Segment Start: EXERCISE INPUT

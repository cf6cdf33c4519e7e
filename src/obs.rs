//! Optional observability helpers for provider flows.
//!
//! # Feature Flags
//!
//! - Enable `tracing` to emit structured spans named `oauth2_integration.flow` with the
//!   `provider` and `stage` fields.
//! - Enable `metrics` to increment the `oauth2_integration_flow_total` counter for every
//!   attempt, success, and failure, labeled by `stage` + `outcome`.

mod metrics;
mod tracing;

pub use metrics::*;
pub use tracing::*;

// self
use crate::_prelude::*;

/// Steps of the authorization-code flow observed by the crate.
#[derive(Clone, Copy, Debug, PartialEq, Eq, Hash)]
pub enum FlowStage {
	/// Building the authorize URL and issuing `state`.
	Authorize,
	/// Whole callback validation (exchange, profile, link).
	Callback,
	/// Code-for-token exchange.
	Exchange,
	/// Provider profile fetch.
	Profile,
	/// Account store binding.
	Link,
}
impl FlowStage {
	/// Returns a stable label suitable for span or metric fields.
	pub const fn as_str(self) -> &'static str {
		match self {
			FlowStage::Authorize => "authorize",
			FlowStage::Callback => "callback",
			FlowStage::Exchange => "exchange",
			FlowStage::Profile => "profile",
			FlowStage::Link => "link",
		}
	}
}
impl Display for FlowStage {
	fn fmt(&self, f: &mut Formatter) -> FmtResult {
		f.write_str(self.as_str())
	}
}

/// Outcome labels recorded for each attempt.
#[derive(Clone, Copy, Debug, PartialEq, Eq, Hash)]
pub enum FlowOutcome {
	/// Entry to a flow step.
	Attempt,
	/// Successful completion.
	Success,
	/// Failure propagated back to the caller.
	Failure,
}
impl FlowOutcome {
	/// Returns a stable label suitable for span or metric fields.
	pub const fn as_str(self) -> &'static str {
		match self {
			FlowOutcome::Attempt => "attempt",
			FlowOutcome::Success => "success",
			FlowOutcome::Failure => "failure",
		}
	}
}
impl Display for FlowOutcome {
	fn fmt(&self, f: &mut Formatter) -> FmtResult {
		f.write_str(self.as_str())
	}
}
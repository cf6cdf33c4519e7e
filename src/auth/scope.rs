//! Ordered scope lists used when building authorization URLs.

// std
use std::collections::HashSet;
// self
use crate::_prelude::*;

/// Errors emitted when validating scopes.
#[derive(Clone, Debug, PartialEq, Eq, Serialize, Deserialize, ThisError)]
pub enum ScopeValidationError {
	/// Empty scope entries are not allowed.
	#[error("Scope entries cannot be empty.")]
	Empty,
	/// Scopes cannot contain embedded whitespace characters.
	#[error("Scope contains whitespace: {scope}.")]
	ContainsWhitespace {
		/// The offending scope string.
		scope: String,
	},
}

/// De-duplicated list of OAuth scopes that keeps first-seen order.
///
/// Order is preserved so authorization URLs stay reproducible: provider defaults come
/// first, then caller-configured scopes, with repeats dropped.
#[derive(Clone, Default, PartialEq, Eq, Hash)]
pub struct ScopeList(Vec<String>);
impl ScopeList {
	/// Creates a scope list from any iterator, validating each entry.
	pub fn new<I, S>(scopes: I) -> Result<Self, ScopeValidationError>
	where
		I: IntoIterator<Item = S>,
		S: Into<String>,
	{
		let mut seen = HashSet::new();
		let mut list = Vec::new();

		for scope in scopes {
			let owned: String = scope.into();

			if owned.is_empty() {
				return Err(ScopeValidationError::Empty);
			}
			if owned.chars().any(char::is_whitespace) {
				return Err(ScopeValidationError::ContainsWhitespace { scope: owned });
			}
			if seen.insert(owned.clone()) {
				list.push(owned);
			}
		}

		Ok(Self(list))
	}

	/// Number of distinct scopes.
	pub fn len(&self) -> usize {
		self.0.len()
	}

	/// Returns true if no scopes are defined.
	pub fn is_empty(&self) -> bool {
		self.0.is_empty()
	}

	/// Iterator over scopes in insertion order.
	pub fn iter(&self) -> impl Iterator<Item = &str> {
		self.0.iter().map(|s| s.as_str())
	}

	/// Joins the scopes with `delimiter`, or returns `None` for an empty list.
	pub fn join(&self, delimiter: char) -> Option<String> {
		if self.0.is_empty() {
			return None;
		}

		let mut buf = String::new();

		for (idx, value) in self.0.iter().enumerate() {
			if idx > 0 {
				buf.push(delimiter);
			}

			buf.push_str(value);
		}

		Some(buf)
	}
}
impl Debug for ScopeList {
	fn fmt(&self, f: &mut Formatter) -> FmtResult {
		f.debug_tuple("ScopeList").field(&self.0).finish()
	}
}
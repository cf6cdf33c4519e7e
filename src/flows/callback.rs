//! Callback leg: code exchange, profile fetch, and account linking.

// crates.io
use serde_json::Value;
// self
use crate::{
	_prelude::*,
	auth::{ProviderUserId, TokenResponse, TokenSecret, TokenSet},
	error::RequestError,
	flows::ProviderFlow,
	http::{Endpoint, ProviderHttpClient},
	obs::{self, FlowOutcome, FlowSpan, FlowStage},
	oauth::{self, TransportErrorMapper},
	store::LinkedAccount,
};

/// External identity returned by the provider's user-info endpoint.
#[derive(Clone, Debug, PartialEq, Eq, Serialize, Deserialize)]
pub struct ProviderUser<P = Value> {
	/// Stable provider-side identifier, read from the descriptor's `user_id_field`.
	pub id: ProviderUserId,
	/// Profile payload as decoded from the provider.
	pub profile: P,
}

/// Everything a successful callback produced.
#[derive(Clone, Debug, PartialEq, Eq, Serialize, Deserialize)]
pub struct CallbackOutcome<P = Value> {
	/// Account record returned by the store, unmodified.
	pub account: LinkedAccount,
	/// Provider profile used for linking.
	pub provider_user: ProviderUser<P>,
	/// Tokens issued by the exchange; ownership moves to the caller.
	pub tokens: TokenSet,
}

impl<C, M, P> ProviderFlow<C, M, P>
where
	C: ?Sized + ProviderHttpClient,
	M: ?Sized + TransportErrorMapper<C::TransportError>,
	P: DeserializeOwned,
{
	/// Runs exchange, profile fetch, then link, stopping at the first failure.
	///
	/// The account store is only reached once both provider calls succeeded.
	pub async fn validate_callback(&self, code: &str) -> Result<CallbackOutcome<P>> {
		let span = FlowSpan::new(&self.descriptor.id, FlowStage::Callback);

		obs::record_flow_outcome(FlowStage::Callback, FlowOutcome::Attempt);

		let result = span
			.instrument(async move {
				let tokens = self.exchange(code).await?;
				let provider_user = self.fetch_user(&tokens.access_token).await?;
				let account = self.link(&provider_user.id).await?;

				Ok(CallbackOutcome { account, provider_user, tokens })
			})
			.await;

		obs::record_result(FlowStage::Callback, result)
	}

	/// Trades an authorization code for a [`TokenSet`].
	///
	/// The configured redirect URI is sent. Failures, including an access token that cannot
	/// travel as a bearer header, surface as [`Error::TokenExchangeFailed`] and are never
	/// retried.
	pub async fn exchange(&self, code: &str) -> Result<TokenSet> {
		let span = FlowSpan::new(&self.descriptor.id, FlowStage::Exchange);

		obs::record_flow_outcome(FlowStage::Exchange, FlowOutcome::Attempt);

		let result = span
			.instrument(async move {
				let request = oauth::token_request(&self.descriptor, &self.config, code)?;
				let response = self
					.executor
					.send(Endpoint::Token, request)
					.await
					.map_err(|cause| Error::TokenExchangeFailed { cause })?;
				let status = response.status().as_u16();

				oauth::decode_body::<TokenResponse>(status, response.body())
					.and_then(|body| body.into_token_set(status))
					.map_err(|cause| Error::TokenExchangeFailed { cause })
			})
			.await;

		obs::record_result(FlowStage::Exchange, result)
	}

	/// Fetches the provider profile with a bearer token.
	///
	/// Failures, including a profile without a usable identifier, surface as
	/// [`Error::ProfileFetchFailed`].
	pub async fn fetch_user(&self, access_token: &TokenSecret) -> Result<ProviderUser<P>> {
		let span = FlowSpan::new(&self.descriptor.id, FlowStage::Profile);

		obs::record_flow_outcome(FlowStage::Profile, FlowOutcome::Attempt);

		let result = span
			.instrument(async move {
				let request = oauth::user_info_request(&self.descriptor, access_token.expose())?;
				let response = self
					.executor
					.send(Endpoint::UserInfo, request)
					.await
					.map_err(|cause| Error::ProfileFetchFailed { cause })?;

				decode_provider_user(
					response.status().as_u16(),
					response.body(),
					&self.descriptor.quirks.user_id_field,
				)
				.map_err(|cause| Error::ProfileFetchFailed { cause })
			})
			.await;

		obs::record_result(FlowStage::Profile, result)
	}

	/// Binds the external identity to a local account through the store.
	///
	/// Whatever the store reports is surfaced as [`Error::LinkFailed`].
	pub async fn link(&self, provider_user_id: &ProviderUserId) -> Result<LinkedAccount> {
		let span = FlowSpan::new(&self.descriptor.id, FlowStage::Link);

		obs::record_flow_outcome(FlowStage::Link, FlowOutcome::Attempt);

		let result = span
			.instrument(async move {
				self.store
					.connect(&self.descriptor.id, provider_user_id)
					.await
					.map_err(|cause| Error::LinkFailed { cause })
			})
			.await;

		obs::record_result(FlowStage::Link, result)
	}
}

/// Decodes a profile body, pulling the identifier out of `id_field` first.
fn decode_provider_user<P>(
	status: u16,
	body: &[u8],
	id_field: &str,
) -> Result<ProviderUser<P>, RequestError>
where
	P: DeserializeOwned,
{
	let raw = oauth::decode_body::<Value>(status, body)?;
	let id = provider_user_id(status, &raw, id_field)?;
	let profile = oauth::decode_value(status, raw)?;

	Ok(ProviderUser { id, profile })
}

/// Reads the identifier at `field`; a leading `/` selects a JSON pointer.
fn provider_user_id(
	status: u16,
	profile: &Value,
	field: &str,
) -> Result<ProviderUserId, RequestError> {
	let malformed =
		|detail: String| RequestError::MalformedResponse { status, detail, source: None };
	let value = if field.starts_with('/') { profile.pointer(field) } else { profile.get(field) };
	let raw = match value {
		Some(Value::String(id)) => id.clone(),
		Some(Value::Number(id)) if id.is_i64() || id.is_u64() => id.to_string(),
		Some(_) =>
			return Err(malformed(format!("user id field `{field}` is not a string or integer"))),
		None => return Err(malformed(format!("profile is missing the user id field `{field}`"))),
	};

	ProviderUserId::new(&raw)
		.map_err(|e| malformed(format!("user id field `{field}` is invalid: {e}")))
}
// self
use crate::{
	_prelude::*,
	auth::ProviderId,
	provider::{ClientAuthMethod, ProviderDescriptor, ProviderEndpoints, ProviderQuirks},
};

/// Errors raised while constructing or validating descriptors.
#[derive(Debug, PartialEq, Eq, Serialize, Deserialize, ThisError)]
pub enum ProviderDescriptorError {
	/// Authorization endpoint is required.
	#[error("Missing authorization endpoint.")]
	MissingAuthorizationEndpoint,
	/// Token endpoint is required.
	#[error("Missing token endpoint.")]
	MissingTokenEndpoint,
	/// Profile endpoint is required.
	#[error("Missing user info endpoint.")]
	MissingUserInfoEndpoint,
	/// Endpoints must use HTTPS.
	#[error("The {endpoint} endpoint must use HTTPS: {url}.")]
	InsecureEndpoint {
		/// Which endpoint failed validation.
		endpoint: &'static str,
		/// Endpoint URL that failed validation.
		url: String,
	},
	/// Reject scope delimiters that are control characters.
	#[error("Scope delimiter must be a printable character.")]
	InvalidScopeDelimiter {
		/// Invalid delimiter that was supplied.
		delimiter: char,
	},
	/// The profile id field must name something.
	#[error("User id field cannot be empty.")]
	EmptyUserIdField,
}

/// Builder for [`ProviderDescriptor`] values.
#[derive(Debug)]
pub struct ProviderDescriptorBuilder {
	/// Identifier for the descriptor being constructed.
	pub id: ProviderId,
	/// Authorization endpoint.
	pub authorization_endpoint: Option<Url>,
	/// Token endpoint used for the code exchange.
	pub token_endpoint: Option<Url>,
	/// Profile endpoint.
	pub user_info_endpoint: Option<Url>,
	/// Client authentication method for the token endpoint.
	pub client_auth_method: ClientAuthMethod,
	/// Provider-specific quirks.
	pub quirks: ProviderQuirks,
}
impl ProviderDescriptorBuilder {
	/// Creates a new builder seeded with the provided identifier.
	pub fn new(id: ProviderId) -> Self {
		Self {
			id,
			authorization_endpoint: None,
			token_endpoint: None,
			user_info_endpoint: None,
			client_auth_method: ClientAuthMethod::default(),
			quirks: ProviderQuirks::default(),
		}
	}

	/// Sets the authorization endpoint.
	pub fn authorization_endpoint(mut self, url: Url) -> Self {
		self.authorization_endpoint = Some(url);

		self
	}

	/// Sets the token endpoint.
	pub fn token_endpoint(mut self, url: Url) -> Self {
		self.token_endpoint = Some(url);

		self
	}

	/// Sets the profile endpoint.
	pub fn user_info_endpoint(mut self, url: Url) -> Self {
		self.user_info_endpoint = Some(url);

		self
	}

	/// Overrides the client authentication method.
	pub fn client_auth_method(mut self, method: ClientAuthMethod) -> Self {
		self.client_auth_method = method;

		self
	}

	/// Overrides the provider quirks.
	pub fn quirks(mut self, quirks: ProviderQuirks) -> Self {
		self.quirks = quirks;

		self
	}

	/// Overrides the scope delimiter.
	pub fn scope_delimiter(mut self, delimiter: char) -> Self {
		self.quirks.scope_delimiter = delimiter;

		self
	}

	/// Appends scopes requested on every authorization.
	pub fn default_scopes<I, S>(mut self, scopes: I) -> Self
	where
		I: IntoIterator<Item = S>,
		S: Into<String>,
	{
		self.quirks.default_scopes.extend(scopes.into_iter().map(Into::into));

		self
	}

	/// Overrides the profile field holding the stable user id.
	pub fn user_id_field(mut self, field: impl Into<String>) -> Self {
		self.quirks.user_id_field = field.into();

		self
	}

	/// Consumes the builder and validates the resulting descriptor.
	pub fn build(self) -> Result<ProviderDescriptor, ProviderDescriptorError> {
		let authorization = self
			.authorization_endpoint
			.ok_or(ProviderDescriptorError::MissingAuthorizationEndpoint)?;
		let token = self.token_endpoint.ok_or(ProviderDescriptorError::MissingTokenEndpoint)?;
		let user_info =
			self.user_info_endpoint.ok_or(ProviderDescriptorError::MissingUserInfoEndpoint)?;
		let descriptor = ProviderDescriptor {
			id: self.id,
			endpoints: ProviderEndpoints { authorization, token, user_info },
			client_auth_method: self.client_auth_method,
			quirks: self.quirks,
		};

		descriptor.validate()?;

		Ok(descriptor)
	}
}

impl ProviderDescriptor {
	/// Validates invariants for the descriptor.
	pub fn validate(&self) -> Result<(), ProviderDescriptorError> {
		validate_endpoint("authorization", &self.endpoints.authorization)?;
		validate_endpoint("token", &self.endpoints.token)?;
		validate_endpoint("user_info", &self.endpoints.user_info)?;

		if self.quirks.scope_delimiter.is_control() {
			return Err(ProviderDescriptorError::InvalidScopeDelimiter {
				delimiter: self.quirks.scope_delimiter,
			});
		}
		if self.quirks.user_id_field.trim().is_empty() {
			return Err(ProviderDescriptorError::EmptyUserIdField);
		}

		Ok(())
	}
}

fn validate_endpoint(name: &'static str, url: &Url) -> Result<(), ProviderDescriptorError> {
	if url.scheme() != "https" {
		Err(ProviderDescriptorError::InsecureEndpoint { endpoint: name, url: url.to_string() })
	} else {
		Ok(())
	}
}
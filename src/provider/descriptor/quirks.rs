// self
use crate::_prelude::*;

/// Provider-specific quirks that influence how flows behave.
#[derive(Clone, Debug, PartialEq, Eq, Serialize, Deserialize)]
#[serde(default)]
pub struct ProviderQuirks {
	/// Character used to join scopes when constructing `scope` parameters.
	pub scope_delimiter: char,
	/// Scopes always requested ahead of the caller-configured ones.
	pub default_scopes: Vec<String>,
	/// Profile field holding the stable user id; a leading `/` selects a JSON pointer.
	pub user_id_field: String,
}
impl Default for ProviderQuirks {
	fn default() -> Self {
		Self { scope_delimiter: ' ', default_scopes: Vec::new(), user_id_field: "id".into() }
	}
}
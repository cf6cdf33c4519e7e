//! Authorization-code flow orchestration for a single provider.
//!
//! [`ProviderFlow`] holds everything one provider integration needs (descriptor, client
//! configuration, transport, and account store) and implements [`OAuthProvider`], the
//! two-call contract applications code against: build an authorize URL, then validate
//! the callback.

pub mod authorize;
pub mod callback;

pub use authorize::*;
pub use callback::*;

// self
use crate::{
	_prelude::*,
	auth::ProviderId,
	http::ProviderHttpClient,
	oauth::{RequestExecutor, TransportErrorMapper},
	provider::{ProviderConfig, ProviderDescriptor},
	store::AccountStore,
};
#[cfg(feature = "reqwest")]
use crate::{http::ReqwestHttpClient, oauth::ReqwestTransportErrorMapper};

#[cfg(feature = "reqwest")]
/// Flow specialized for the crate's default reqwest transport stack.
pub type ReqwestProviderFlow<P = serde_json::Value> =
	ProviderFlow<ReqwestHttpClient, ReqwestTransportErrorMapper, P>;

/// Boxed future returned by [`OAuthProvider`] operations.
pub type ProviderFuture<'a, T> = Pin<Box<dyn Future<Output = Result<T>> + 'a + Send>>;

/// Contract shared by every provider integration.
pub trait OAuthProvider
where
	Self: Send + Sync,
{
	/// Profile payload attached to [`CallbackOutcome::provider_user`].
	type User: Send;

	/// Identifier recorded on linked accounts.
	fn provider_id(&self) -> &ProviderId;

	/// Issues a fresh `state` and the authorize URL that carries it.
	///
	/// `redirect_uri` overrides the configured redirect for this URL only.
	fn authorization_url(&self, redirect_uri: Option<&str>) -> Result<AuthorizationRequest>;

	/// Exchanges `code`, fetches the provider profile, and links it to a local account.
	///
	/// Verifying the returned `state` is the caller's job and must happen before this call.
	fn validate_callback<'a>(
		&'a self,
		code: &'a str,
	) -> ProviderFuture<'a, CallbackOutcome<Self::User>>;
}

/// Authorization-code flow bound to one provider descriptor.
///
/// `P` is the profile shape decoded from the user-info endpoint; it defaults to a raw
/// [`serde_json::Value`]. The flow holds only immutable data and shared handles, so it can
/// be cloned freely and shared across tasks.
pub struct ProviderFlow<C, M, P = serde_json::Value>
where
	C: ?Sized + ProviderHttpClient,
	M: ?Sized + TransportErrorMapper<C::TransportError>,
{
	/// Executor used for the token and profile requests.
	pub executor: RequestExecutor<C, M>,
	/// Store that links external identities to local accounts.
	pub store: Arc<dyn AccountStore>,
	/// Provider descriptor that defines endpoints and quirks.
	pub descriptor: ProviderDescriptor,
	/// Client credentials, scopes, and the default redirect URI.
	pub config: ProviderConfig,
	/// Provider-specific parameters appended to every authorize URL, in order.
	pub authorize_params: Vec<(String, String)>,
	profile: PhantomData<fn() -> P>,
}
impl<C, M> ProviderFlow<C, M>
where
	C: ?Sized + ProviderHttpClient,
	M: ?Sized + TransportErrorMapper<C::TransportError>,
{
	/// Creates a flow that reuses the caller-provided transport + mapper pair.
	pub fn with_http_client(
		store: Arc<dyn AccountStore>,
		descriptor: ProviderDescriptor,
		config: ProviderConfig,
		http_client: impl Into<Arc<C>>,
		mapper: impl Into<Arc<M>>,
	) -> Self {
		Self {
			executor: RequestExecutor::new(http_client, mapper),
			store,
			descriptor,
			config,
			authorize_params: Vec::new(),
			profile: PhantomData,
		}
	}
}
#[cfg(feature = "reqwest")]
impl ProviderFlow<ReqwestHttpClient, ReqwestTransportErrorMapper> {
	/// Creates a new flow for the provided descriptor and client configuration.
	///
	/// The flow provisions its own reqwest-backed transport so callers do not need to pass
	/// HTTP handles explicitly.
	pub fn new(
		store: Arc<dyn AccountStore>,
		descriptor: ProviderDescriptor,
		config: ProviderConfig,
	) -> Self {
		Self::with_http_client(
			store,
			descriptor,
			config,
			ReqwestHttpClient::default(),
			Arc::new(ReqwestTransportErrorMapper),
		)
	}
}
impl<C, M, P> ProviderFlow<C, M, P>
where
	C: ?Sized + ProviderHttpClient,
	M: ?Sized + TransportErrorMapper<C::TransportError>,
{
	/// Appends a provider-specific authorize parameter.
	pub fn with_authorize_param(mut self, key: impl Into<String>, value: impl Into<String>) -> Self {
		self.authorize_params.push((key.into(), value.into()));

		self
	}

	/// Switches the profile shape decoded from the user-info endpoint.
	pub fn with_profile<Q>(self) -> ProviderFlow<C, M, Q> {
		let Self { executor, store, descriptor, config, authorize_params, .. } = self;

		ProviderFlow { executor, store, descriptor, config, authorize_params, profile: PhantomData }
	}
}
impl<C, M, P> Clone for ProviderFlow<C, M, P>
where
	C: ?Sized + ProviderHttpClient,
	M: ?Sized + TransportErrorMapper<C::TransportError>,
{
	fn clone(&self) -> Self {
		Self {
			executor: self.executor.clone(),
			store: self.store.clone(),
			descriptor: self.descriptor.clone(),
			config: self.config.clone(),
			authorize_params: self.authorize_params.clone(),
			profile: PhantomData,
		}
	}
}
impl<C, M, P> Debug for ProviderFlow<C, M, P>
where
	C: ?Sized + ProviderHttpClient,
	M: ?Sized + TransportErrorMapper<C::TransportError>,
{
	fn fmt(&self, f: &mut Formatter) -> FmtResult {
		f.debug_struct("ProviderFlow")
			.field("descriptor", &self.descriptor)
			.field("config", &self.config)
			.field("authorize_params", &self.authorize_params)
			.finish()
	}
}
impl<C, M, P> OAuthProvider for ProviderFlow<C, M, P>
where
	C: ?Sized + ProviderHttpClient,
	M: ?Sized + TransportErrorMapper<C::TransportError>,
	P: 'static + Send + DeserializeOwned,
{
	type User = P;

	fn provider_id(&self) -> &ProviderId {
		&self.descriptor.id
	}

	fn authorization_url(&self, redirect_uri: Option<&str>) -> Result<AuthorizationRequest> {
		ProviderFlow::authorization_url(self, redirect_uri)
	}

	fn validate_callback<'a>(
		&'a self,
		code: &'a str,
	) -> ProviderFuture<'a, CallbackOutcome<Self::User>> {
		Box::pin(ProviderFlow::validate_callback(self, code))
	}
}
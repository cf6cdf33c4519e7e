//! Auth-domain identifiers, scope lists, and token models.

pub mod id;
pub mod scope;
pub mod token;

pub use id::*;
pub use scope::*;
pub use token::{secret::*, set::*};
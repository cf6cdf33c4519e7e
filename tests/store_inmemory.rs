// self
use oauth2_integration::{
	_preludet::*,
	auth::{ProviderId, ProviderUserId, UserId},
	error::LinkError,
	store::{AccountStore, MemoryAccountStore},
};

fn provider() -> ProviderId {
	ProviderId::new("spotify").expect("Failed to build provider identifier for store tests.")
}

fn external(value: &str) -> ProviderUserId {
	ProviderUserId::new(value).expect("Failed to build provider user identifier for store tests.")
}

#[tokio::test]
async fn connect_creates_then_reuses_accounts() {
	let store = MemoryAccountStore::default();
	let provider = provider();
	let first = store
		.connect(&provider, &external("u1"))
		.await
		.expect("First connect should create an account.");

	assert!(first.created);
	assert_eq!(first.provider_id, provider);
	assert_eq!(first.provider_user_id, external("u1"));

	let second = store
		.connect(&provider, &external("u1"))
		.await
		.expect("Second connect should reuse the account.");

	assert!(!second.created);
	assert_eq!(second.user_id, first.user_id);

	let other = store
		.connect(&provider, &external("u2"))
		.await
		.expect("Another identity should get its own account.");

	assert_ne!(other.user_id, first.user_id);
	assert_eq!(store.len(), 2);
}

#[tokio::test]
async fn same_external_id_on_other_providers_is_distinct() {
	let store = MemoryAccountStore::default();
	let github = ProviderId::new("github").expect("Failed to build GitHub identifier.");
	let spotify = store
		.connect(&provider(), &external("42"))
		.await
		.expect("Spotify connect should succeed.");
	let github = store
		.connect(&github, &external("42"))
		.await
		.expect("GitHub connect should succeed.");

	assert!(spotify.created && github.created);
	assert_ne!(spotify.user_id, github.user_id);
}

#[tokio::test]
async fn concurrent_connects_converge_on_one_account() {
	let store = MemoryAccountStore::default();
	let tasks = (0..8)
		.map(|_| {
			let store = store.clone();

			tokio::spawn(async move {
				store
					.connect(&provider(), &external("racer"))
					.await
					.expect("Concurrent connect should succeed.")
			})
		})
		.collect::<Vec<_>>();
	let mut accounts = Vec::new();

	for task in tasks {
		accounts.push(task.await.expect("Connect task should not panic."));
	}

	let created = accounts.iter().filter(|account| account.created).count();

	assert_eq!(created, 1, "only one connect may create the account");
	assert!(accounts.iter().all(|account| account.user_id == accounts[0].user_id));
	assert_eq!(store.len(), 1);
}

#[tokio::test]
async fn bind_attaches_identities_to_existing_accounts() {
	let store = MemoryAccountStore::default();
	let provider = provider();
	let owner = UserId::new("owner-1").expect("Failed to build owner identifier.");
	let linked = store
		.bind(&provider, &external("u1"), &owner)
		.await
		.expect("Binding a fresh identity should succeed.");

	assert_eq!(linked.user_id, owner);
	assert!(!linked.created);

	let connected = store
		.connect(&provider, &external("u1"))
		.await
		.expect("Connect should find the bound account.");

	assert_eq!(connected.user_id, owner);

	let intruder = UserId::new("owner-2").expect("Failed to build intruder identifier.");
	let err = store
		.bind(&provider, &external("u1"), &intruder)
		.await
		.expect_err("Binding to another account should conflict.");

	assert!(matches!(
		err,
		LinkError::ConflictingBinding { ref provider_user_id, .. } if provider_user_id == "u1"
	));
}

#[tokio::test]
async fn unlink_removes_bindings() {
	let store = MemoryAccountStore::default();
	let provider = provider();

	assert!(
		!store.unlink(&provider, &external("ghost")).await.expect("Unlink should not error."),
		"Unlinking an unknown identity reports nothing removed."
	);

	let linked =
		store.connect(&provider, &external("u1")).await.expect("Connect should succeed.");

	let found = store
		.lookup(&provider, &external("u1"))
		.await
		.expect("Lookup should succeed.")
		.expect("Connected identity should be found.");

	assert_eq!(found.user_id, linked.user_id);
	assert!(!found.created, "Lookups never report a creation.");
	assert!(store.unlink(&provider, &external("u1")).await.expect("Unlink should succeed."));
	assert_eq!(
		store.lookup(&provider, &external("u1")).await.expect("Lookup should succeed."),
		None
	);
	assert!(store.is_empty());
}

Segment End: EXERCISE INPUT

• ABOUT THIS TASK: As listed above, the lines from the line with "let descriptor = ProviderDescriptor" to the line with "pub fn validate(&self)" are to be echoed exactly, with both ends included and nothing added.

• EXPECTED ANSWER:
		let descriptor = ProviderDescriptor {
			id: self.id,
			endpoints: ProviderEndpoints { authorization, token, user_info },
			client_auth_method: self.client_auth_method,
			quirks: self.quirks,
		};

		descriptor.validate()?;

		Ok(descriptor)
	}
}

impl ProviderDescriptor {
	/// Validates invariants for the descriptor.
	pub fn validate(&self) -> Result<(), ProviderDescriptorError> {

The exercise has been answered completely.